National study on bullying hits home for mid-Missouri
MOKANE- A study out of the American Psychological Association links bullying and the victims' grades. A local superintendent said mid-Missouri there are plenty of stories in mid-Missouri that show the state is no exception.
"I know dozens and dozens of them, where a student was struggling or something was going on" said Kevin Hillman, superintendent of the South Callaway R-II School District.
The study was published just the day before the Howard County Coroner conducted an inquest into the suicide of 17-year-old Kenneth Suttner. A jury determined harassment at school and work prompted his suicide.

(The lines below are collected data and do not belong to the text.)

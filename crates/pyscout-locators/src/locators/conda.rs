//! Conda base installs and their named environments.

use std::collections::HashSet;
use std::path::{Path, PathBuf};
use std::sync::Arc;

use async_stream::stream;
use async_trait::async_trait;
use pyscout_core::paths::{conda_environments_file, conda_known_roots};
use pyscout_core::{
    EnvIterator, EnvResolver, EnvSource, Locator, PythonEnvInfo, PythonEnvKind, PythonEnvSource,
    PythonEnvsChangedEvent, PythonLocatorQuery,
};
use tokio::sync::broadcast;
use tracing::{debug, warn};

use super::{accepts_non_rooted, existing_interpreter};
use crate::env_builder::DiscoveredEnv;
use crate::fs;
use crate::identification::{identify_environment, is_conda_base};
use crate::metadata;
use crate::tool::{CondaInfo, run_tool};
use crate::watcher::{LocatorWatch, WatchSpec};

pub const CONDA_ORG: &str = "Anaconda";

struct Inner {
    /// `conda` binary to query with `conda info --json`. Only consulted
    /// when explicitly provided.
    conda: Option<PathBuf>,
    env: Arc<dyn EnvSource>,
    watch: LocatorWatch,
}

impl Inner {
    /// Candidate prefixes from conda's own registry of environments.
    async fn registered_prefixes(&self) -> Vec<PathBuf> {
        let Some(file) = conda_environments_file(self.env.as_ref()) else {
            return Vec::new();
        };
        fs::read_to_string(&file)
            .await
            .map(|text| {
                text.lines()
                    .map(str::trim)
                    .filter(|line| !line.is_empty() && !line.starts_with('#'))
                    .map(PathBuf::from)
                    .collect()
            })
            .unwrap_or_default()
    }

    async fn cli_prefixes(&self) -> Vec<PathBuf> {
        let Some(conda) = &self.conda else {
            return Vec::new();
        };
        let info = match run_tool(conda, &["info", "--json"], None).await {
            Ok(stdout) => CondaInfo::parse(&stdout),
            Err(e) => Err(e),
        };
        match info {
            Ok(info) => info.prefixes(),
            Err(e) => {
                warn!(error = %e, "conda info failed; using filesystem discovery only");
                Vec::new()
            }
        }
    }

    async fn candidate_prefixes(&self) -> Vec<PathBuf> {
        let mut candidates = self.registered_prefixes().await;
        for root in conda_known_roots(self.env.as_ref()) {
            candidates.push(root.clone());
            candidates.extend(fs::subdirectories(&root.join("envs")).await);
        }
        if let Some(active) = self.env.path_var("CONDA_PREFIX") {
            candidates.push(active);
        }
        candidates.extend(self.cli_prefixes().await);
        candidates
    }

    async fn locate_prefix(&self, prefix: &Path) -> Option<PythonEnvInfo> {
        if !metadata::is_conda_prefix(prefix).await {
            return None;
        }
        let executable = fs::find_env_interpreter(prefix).await?;
        let base = is_conda_base(prefix).await;
        Some(self.build(executable, prefix, base).await)
    }

    async fn build(&self, executable: PathBuf, prefix: &Path, base: bool) -> PythonEnvInfo {
        let (kind, name) = if base {
            (PythonEnvKind::CondaBase, "base".to_string())
        } else {
            let name = prefix
                .file_name()
                .map(|n| n.to_string_lossy().into_owned())
                .unwrap_or_default();
            (PythonEnvKind::Conda, name)
        };
        DiscoveredEnv::new(executable, kind, PythonEnvSource::Conda)
            .with_name(name)
            .with_org(CONDA_ORG)
            .build()
            .await
    }

    fn watch_specs(&self) -> Vec<WatchSpec> {
        let mut specs = Vec::new();
        if let Some(parent) = conda_environments_file(self.env.as_ref())
            .and_then(|f| f.parent().map(Path::to_path_buf))
        {
            specs.push(WatchSpec::entries(parent).with_kind(PythonEnvKind::Conda));
        }
        for root in conda_known_roots(self.env.as_ref()) {
            specs.push(WatchSpec::entries(root.join("envs")).with_kind(PythonEnvKind::Conda));
        }
        specs
    }
}

pub struct CondaLocator {
    inner: Arc<Inner>,
}

impl CondaLocator {
    pub const NAME: &'static str = "conda";

    pub fn new(env: Arc<dyn EnvSource>) -> Self {
        Self::with_conda(None, env)
    }

    /// Also ask `conda` for its environments.
    pub fn with_conda(conda: Option<PathBuf>, env: Arc<dyn EnvSource>) -> Self {
        Self {
            inner: Arc::new(Inner {
                conda,
                env,
                watch: LocatorWatch::new(),
            }),
        }
    }
}

impl Locator for CondaLocator {
    fn name(&self) -> &str {
        Self::NAME
    }

    fn iter_envs(&self, query: &PythonLocatorQuery) -> EnvIterator {
        if !accepts_non_rooted(query) {
            return EnvIterator::empty();
        }
        let inner = Arc::clone(&self.inner);
        inner.watch.start_once(|| inner.watch_specs());
        EnvIterator::new(Box::pin(stream! {
            let mut seen = HashSet::new();
            for prefix in inner.candidate_prefixes().await {
                if !seen.insert(fs::canonical(&prefix).await) {
                    continue;
                }
                match inner.locate_prefix(&prefix).await {
                    Some(env) => yield env,
                    None => debug!(prefix = %prefix.display(), "Not a conda environment"),
                }
            }
        }))
    }

    fn subscribe(&self) -> broadcast::Receiver<PythonEnvsChangedEvent> {
        self.inner.watch.subscribe()
    }

    fn resolver(&self) -> Option<&dyn EnvResolver> {
        Some(self)
    }

    fn dispose(&self) {
        self.inner.watch.dispose();
    }
}

#[async_trait]
impl EnvResolver for CondaLocator {
    async fn resolve_env(&self, env: &PythonEnvInfo) -> Option<PythonEnvInfo> {
        let executable = existing_interpreter(env).await?;
        let kind = identify_environment(&executable, self.inner.env.as_ref()).await;
        if !matches!(kind, PythonEnvKind::Conda | PythonEnvKind::CondaBase) {
            return None;
        }
        let prefix = fs::env_dir_of(&executable);
        Some(
            self.inner
                .build(executable, &prefix, kind == PythonEnvKind::CondaBase)
                .await,
        )
    }
}

#[cfg(all(test, unix))]
mod tests {
    use super::*;
    use futures_util::StreamExt;
    use pyscout_core::{PythonVersion, StaticEnv};

    fn make_prefix(prefix: &Path, version: &str) {
        std::fs::create_dir_all(prefix.join("conda-meta")).unwrap();
        std::fs::write(
            prefix.join("conda-meta").join(format!("python-{version}-h1234_0.json")),
            "{}",
        )
        .unwrap();
        std::fs::create_dir_all(prefix.join("bin")).unwrap();
        std::fs::write(prefix.join("bin").join("python"), "").unwrap();
    }

    #[tokio::test]
    async fn test_known_root_and_registered_envs() {
        let home = tempfile::tempdir().unwrap();
        let base = home.path().join("miniconda3");
        make_prefix(&base, "3.11.5");
        std::fs::create_dir_all(base.join("condabin")).unwrap();
        make_prefix(&base.join("envs").join("ml"), "3.10.13");
        let elsewhere = home.path().join("projects").join("conda-env");
        make_prefix(&elsewhere, "3.8.18");
        std::fs::create_dir_all(home.path().join(".conda")).unwrap();
        std::fs::write(
            home.path().join(".conda").join("environments.txt"),
            format!("{}\n{}\n", elsewhere.display(), base.display()),
        )
        .unwrap();

        let locator = CondaLocator::new(Arc::new(StaticEnv::new().with_home(home.path())));
        let envs: Vec<PythonEnvInfo> =
            locator.iter_envs(&PythonLocatorQuery::all()).envs.collect().await;
        // Machine-wide roots such as /opt/miniconda3 may add more prefixes.
        let envs: Vec<PythonEnvInfo> = envs
            .into_iter()
            .filter(|e| e.filename().starts_with(home.path()))
            .collect();
        let summary: Vec<(PythonEnvKind, String, PythonVersion)> = envs
            .iter()
            .map(|e| (e.kind, e.name.clone(), e.version.clone()))
            .collect();
        assert_eq!(
            summary,
            vec![
                (PythonEnvKind::Conda, "conda-env".to_string(), PythonVersion::new(3, 8, 18)),
                (PythonEnvKind::CondaBase, "base".to_string(), PythonVersion::new(3, 11, 5)),
                (PythonEnvKind::Conda, "ml".to_string(), PythonVersion::new(3, 10, 13)),
            ]
        );
        assert!(envs.iter().all(|e| e.distro.org == CONDA_ORG));
        locator.dispose();
    }

    #[tokio::test]
    async fn test_resolver_rejects_non_conda() {
        let home = tempfile::tempdir().unwrap();
        let venv = home.path().join("venv");
        std::fs::create_dir_all(venv.join("bin")).unwrap();
        std::fs::write(venv.join("bin").join("python"), "").unwrap();
        let locator = CondaLocator::new(Arc::new(StaticEnv::new()));
        let python = venv.join("bin").join("python");
        let partial = pyscout_core::get_minimal_partial_info(python.as_path()).unwrap();
        assert!(locator.resolver().unwrap().resolve_env(&partial).await.is_none());
    }
}
//! Filesystem helpers shared by the locators.
//!
//! Every helper swallows I/O errors: a missing or unreadable directory is
//! logged at `debug` and reads as empty.

use std::path::{Path, PathBuf};
use std::time::SystemTime;

use pyscout_core::LocatorError;
use pyscout_core::domain::UNKNOWN_TIMESTAMP;
use tracing::debug;

/// Entries of `dir`, sorted by file name.
pub async fn read_dir_entries(dir: &Path) -> Vec<PathBuf> {
    let mut reader = match tokio::fs::read_dir(dir).await {
        Ok(reader) => reader,
        Err(e) => {
            debug!(error = %LocatorError::io(dir, &e), "Skipping unreadable directory");
            return Vec::new();
        }
    };
    let mut entries = Vec::new();
    loop {
        match reader.next_entry().await {
            Ok(Some(entry)) => entries.push(entry.path()),
            Ok(None) => break,
            Err(e) => {
                debug!(error = %LocatorError::io(dir, &e), "Directory listing interrupted");
                break;
            }
        }
    }
    entries.sort();
    entries
}

/// Subdirectories of `dir`, sorted by name.
pub async fn subdirectories(dir: &Path) -> Vec<PathBuf> {
    let mut dirs = Vec::new();
    for entry in read_dir_entries(dir).await {
        if is_dir(&entry).await {
            dirs.push(entry);
        }
    }
    dirs
}

pub async fn is_dir(path: &Path) -> bool {
    tokio::fs::metadata(path).await.is_ok_and(|m| m.is_dir())
}

pub async fn is_file(path: &Path) -> bool {
    tokio::fs::metadata(path).await.is_ok_and(|m| m.is_file())
}

pub async fn read_to_string(path: &Path) -> Option<String> {
    match tokio::fs::read_to_string(path).await {
        Ok(text) => Some(text),
        Err(e) if e.kind() == std::io::ErrorKind::NotFound => None,
        Err(e) => {
            debug!(error = %LocatorError::io(path, &e), "Failed to read file");
            None
        }
    }
}

/// Whether `name` looks like a CPython launcher: `python`, `python3`,
/// `python3.11` (with `.exe` on Windows).
pub fn is_python_executable_name(name: &str) -> bool {
    let stem = if cfg!(windows) {
        let lower = name.to_ascii_lowercase();
        match lower.strip_suffix(".exe") {
            Some(stem) => return is_python_stem(stem),
            None => return false,
        }
    } else {
        name
    };
    is_python_stem(stem)
}

fn is_python_stem(stem: &str) -> bool {
    let Some(rest) = stem.strip_prefix("python") else {
        return false;
    };
    if rest.is_empty() {
        return true;
    }
    let mut parts = rest.split('.');
    let major_ok = parts
        .next()
        .is_some_and(|p| !p.is_empty() && p.chars().all(|c| c.is_ascii_digit()));
    let minor_ok = parts
        .next()
        .is_none_or(|p| !p.is_empty() && p.chars().all(|c| c.is_ascii_digit()));
    major_ok && minor_ok && parts.next().is_none()
}

/// Interpreter files directly inside `dir`.
pub async fn find_interpreters(dir: &Path) -> Vec<PathBuf> {
    let mut found = Vec::new();
    for entry in read_dir_entries(dir).await {
        let named_like_python = entry
            .file_name()
            .and_then(|n| n.to_str())
            .is_some_and(is_python_executable_name);
        if named_like_python && is_file(&entry).await {
            found.push(entry);
        }
    }
    found
}

/// Name of the scripts directory inside an environment.
pub const fn bin_dir_name() -> &'static str {
    if cfg!(windows) { "Scripts" } else { "bin" }
}

/// The preferred interpreter of the environment rooted at `env_dir`.
pub async fn find_env_interpreter(env_dir: &Path) -> Option<PathBuf> {
    let candidates: Vec<PathBuf> = if cfg!(windows) {
        vec![
            env_dir.join("Scripts").join("python.exe"),
            env_dir.join("python.exe"),
        ]
    } else {
        vec![
            env_dir.join("bin").join("python"),
            env_dir.join("bin").join("python3"),
        ]
    };
    for candidate in candidates {
        if is_file(&candidate).await {
            return Some(candidate);
        }
    }
    find_interpreters(&env_dir.join(bin_dir_name()))
        .await
        .into_iter()
        .next()
}

/// Directory of the environment that owns `executable`: the parent of a
/// `bin`/`Scripts` directory, otherwise the executable's own directory.
pub fn env_dir_of(executable: &Path) -> PathBuf {
    let Some(dir) = executable.parent() else {
        return PathBuf::new();
    };
    let is_scripts_dir = dir
        .file_name()
        .and_then(|n| n.to_str())
        .is_some_and(|n| n == "bin" || n.eq_ignore_ascii_case("Scripts"));
    match dir.parent() {
        Some(parent) if is_scripts_dir => parent.to_path_buf(),
        _ => dir.to_path_buf(),
    }
}

fn millis(time: std::io::Result<SystemTime>) -> i64 {
    time.ok()
        .and_then(|t| t.duration_since(SystemTime::UNIX_EPOCH).ok())
        .and_then(|d| i64::try_from(d.as_millis()).ok())
        .unwrap_or(UNKNOWN_TIMESTAMP)
}

/// `(ctime, mtime)` of `path` in milliseconds since the epoch.
pub async fn file_times(path: &Path) -> (i64, i64) {
    match tokio::fs::metadata(path).await {
        Ok(meta) => (millis(meta.created()), millis(meta.modified())),
        Err(_) => (UNKNOWN_TIMESTAMP, UNKNOWN_TIMESTAMP),
    }
}

/// Canonical location of `path`, following symlinks.
pub async fn canonical(path: &Path) -> PathBuf {
    tokio::fs::canonicalize(path)
        .await
        .unwrap_or_else(|_| path.to_path_buf())
}
//! Path resolution for pyscout data and for the roots of Python
//! environment managers.
//!
//! # Design
//!
//! - Every resolver takes an [`EnvSource`] so tests never touch process
//!   environment variables
//! - Returns `PathBuf`/`Option<PathBuf>` and `PathError`; nothing here
//!   creates directories
//! - OS-specific defaults are kept private in `platform`

mod env;
mod error;
mod managers;
mod platform;

pub use env::{EnvSource, ProcessEnv, StaticEnv};
pub use error::PathError;
pub use managers::{
    conda_environments_file, conda_known_roots, global_virtualenv_dirs, path_entries,
    poetry_virtualenvs_dir, posix_known_dirs, pyenv_root, pyenv_shims_dir, pyenv_versions_dir,
    windows_apps_dir, workon_home,
};
pub use platform::{DATA_DIR_ENV, STORE_FILE_NAME, data_root, default_store_path};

Arizona State researchers followed 383 Illinois kindergartners as they worked through high school and moved across the country (at one point located in 24 different states). They found 24 percent of the children were chronically bullied.
The children had significantly lower grades and school engagement, the study found.
However, it also found the 26 percent who suffered decreasing bullying showed fewer academic effects over time. It suggested children are capable of overcoming any negative impact bullying has on their academics.
Hillman cited state policies that require increased paperwork for every possible bullying incident. He said it allows administrators to track possible problems and intervene more quickly.
"It has really taken the pressure off of any one teacher, any one kid," Hillman said.
The Missouri state government's anti-bullying website does not provide a "model policy" for how school districts should handle bullying incidents. However, it does require parents of all parties be informed in addition to law enforcement if appropriate.
Hillman suggested parents should monitor who their children contact online after school, as he has found social media is an area that a lot bullying takes place.